Data items
------------------------------------------------------------

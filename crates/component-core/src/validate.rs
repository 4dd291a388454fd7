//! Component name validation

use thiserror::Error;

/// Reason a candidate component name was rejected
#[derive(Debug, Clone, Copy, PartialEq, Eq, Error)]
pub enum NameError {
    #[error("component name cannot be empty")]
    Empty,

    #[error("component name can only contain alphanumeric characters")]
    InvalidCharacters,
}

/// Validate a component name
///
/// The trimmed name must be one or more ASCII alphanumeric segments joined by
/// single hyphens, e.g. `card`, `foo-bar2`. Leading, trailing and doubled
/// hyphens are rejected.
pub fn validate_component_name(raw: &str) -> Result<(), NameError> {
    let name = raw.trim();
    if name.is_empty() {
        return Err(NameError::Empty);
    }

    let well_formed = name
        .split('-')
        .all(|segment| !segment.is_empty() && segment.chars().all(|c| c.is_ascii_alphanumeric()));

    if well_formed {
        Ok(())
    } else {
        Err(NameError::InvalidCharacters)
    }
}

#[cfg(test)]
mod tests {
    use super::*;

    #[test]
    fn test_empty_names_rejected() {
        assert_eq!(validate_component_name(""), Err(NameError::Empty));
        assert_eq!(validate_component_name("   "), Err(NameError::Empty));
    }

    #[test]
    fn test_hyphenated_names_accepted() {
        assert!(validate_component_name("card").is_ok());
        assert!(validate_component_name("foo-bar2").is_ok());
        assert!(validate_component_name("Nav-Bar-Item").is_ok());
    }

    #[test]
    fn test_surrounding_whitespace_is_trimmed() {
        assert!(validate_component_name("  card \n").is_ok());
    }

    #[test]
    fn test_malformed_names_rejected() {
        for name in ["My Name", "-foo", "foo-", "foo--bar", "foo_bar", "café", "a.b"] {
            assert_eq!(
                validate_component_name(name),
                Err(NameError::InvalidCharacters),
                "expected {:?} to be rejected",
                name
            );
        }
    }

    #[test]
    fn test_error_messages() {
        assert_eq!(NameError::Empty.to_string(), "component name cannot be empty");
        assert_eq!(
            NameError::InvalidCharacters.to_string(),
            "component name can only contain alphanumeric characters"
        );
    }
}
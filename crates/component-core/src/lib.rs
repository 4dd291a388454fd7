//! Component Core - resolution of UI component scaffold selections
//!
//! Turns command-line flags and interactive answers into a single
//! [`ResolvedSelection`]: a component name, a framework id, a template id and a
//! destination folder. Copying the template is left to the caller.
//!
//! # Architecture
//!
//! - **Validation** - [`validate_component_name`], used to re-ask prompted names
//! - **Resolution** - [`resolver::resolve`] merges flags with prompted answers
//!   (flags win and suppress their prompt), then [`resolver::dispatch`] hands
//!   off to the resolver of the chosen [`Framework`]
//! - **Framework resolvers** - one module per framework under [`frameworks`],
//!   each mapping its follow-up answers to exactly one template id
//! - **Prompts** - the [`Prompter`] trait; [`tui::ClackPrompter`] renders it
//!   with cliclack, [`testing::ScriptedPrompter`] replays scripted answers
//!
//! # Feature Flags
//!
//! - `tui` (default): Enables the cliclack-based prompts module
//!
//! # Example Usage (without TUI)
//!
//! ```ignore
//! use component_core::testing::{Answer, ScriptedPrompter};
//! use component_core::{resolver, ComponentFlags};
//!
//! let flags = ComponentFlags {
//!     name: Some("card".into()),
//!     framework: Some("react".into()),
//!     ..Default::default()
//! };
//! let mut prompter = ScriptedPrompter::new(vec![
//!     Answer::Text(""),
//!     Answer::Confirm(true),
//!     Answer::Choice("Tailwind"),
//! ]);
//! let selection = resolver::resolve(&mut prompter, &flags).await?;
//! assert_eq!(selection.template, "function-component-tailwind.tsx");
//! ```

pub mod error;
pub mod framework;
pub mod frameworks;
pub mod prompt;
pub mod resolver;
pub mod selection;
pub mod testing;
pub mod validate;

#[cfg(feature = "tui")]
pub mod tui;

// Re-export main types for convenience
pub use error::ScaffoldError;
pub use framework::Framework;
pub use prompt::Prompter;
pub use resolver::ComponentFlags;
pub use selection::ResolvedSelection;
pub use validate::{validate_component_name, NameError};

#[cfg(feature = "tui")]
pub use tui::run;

------------------------------------------------------------

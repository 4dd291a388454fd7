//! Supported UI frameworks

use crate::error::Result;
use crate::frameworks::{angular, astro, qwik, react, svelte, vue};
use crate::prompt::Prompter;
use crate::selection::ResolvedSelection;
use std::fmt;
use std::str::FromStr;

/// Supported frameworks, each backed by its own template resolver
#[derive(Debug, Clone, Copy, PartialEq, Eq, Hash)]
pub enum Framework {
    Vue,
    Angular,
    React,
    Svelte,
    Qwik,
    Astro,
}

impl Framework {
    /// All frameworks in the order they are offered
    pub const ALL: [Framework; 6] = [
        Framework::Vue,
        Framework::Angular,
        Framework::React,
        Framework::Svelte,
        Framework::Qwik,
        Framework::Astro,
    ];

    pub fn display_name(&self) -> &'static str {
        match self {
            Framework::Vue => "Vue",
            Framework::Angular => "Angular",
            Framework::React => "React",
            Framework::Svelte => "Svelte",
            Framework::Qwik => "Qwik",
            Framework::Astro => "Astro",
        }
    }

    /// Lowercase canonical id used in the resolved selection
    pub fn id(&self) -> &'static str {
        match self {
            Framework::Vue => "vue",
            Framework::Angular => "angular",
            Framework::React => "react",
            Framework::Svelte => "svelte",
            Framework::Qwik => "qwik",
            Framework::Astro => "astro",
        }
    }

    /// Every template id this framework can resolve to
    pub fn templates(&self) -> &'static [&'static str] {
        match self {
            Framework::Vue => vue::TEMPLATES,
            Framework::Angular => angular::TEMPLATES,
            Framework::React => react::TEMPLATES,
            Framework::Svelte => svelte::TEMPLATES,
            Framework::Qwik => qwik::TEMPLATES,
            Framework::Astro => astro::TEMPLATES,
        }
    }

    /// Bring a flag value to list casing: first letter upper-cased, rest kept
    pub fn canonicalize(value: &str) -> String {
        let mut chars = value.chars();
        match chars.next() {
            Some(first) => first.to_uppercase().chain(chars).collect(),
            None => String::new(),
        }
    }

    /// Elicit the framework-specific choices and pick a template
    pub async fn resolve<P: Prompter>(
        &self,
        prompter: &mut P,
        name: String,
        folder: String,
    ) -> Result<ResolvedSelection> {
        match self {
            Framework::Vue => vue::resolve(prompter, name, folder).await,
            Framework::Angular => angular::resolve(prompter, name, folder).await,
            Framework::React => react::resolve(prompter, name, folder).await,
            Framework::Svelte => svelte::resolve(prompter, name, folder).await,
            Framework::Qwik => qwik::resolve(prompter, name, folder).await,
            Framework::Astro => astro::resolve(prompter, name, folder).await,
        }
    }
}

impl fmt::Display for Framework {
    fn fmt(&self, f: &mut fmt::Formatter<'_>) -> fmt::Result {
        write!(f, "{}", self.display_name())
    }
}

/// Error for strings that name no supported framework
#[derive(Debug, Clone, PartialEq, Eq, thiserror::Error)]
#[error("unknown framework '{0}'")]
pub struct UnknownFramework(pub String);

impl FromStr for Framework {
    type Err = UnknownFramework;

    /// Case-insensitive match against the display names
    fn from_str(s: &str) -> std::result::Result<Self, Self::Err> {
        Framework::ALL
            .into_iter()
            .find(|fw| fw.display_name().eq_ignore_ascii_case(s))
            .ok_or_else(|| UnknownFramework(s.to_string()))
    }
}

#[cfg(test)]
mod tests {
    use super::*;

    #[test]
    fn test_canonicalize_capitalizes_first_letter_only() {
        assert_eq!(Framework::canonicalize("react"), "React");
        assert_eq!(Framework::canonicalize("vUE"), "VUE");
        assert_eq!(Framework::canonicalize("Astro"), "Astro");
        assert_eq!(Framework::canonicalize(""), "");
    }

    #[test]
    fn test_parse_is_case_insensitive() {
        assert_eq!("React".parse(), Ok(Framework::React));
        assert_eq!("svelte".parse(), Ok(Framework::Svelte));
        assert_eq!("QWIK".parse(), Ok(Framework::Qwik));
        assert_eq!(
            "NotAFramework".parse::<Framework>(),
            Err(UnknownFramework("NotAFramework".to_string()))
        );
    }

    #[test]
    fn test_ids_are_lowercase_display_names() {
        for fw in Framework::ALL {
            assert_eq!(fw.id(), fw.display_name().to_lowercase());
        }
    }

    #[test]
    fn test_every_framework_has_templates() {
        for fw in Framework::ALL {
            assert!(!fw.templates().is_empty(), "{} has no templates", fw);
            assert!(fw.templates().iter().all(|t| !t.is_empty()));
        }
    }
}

------------------------------------------------------------

From the records above, pull out each line that has "thiserror".

use thiserror::Error;
#[derive(Debug, Clone, PartialEq, Eq, thiserror::Error)]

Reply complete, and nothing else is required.